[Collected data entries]
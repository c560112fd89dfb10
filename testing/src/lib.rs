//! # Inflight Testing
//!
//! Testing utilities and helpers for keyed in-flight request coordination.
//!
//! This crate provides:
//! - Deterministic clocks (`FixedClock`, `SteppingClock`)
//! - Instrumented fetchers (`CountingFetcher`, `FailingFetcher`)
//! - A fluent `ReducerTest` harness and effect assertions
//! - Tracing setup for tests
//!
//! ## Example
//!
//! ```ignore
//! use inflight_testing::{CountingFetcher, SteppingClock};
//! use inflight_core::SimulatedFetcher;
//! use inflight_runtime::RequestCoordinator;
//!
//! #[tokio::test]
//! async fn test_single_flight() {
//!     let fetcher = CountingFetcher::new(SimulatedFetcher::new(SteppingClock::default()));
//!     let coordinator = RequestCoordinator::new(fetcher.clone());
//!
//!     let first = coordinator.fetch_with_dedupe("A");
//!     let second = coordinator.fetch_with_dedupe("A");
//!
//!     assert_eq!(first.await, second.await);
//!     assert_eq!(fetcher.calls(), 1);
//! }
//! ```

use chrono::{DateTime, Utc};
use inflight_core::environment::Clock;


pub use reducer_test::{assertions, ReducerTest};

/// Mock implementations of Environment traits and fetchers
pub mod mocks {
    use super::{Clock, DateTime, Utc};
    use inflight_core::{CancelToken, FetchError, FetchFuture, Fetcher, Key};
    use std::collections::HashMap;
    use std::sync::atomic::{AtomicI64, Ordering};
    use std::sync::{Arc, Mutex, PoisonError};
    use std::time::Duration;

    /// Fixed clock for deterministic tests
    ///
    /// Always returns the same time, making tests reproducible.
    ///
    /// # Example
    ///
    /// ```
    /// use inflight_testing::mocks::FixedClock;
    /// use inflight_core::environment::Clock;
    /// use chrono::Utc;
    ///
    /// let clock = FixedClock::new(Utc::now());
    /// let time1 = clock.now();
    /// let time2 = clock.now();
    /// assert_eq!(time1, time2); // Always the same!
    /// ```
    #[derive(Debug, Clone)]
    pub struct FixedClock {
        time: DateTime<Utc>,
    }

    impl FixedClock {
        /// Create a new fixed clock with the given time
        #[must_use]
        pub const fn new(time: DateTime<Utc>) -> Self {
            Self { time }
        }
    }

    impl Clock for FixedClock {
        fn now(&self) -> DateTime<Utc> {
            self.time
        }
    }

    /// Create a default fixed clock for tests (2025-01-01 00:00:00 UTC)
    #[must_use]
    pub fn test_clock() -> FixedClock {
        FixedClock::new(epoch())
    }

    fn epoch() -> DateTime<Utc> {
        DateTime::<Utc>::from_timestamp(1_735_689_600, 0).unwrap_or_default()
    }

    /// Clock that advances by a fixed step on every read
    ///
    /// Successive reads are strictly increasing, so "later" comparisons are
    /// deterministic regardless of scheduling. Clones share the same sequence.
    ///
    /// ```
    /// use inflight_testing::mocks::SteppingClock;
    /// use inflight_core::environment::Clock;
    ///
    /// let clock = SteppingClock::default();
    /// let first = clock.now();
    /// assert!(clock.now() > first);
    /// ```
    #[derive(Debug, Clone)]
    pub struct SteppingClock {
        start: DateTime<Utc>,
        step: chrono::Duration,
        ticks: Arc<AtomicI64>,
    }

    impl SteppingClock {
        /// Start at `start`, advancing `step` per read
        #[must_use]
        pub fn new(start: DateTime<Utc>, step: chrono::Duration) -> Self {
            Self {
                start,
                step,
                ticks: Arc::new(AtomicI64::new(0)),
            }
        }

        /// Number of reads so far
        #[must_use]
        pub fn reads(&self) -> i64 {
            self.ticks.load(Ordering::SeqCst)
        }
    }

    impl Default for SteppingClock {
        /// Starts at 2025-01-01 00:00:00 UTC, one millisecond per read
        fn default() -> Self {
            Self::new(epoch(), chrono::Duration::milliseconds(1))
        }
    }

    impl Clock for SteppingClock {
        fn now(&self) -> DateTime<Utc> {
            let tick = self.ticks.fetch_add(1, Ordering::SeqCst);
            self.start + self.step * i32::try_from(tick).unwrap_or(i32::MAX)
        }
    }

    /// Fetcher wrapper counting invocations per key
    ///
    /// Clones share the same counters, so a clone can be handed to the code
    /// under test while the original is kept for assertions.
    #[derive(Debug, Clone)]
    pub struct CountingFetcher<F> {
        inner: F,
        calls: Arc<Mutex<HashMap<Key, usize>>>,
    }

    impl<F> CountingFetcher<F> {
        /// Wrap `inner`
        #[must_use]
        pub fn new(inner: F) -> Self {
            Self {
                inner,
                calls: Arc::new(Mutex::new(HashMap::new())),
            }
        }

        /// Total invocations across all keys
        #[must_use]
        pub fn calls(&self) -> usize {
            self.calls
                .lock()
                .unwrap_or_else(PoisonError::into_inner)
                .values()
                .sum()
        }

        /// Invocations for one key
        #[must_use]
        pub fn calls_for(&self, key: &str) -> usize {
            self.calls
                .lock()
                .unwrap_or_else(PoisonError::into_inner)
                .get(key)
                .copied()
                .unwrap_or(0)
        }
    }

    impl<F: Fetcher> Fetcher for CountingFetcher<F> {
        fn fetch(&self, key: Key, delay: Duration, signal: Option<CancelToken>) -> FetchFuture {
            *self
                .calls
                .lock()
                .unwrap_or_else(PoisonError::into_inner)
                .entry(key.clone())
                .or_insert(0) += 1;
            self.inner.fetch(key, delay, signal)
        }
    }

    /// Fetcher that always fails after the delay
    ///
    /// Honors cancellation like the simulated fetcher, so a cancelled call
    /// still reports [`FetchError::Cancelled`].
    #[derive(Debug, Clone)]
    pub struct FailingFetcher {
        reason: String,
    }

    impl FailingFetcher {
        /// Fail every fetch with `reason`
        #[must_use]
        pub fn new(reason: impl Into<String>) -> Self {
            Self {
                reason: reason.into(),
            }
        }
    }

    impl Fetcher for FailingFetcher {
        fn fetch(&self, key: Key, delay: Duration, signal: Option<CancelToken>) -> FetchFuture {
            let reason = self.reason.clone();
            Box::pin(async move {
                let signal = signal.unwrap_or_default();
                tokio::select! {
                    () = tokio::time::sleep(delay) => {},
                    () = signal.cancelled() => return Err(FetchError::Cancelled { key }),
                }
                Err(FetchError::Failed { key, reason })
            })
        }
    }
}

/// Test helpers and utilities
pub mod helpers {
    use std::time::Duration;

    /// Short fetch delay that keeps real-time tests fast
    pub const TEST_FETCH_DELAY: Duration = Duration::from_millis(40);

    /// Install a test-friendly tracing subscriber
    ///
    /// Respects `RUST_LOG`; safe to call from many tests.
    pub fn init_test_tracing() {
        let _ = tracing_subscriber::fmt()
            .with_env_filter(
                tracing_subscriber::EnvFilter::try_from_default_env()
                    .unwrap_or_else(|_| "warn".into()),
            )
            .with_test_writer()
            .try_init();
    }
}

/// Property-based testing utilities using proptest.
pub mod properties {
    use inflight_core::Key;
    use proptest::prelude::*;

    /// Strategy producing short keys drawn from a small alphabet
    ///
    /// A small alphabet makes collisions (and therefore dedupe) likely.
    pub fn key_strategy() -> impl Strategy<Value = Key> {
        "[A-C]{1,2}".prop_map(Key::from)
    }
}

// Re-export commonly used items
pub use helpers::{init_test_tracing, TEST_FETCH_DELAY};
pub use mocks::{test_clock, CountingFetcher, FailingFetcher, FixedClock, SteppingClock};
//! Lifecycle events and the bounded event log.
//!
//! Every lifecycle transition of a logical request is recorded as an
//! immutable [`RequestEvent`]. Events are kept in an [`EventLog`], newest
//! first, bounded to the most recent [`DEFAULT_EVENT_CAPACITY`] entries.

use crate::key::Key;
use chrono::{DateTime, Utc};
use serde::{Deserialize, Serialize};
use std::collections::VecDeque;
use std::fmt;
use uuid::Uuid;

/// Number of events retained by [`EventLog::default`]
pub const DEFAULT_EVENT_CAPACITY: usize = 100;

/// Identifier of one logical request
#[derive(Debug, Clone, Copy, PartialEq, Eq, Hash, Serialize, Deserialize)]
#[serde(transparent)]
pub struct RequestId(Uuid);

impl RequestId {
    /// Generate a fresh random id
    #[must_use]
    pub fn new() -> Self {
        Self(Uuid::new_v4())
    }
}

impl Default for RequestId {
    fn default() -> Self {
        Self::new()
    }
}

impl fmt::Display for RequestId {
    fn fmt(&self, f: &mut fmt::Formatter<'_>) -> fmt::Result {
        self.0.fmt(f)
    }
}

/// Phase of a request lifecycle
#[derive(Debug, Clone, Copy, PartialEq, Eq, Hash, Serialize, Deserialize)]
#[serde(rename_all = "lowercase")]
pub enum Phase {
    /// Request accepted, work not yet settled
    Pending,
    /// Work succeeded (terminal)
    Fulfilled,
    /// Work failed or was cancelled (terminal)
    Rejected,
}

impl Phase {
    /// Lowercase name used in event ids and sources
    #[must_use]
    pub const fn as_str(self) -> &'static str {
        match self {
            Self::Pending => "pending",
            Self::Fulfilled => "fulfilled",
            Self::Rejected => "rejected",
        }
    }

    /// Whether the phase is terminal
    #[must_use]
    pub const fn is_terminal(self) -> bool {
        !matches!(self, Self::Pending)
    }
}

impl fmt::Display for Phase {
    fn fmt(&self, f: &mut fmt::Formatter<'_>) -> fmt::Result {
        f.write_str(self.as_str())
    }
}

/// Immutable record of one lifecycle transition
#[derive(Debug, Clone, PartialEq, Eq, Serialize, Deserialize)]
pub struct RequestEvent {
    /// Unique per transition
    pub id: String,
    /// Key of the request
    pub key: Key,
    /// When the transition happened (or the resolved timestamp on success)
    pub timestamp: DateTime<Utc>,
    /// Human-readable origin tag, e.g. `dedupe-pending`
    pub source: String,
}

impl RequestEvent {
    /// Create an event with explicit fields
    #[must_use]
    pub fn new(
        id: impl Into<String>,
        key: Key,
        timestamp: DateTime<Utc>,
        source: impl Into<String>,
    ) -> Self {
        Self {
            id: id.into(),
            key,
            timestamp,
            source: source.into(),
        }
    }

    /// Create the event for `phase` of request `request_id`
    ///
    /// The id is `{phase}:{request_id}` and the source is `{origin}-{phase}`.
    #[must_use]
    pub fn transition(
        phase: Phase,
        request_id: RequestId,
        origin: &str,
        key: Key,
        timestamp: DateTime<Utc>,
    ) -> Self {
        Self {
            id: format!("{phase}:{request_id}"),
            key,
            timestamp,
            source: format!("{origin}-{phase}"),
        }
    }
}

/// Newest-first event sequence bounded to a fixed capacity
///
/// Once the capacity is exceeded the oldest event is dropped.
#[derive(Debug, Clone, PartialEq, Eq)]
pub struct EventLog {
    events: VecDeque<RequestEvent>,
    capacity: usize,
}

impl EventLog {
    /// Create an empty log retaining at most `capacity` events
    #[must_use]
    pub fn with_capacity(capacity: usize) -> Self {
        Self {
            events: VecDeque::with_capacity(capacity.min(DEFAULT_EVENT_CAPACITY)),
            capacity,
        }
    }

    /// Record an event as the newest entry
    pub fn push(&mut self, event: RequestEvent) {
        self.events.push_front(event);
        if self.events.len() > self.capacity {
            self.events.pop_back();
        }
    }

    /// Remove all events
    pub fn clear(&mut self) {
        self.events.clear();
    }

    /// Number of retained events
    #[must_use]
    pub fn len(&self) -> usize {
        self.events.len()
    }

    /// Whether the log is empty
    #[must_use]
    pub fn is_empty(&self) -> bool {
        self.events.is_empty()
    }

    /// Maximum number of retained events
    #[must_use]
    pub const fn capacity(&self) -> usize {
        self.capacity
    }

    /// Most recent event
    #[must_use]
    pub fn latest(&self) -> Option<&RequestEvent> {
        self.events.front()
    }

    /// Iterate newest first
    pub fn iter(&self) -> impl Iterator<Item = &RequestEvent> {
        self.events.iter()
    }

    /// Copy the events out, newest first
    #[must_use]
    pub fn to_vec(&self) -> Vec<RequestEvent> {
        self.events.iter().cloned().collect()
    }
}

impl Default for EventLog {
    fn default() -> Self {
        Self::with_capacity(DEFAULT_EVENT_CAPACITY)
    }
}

• _To do_: Which lines of the records above contain the word "RequestId"? Copy each of them.

• _Output below_:
pub struct RequestId(Uuid);
impl RequestId {
impl Default for RequestId {
impl fmt::Display for RequestId {
        request_id: RequestId,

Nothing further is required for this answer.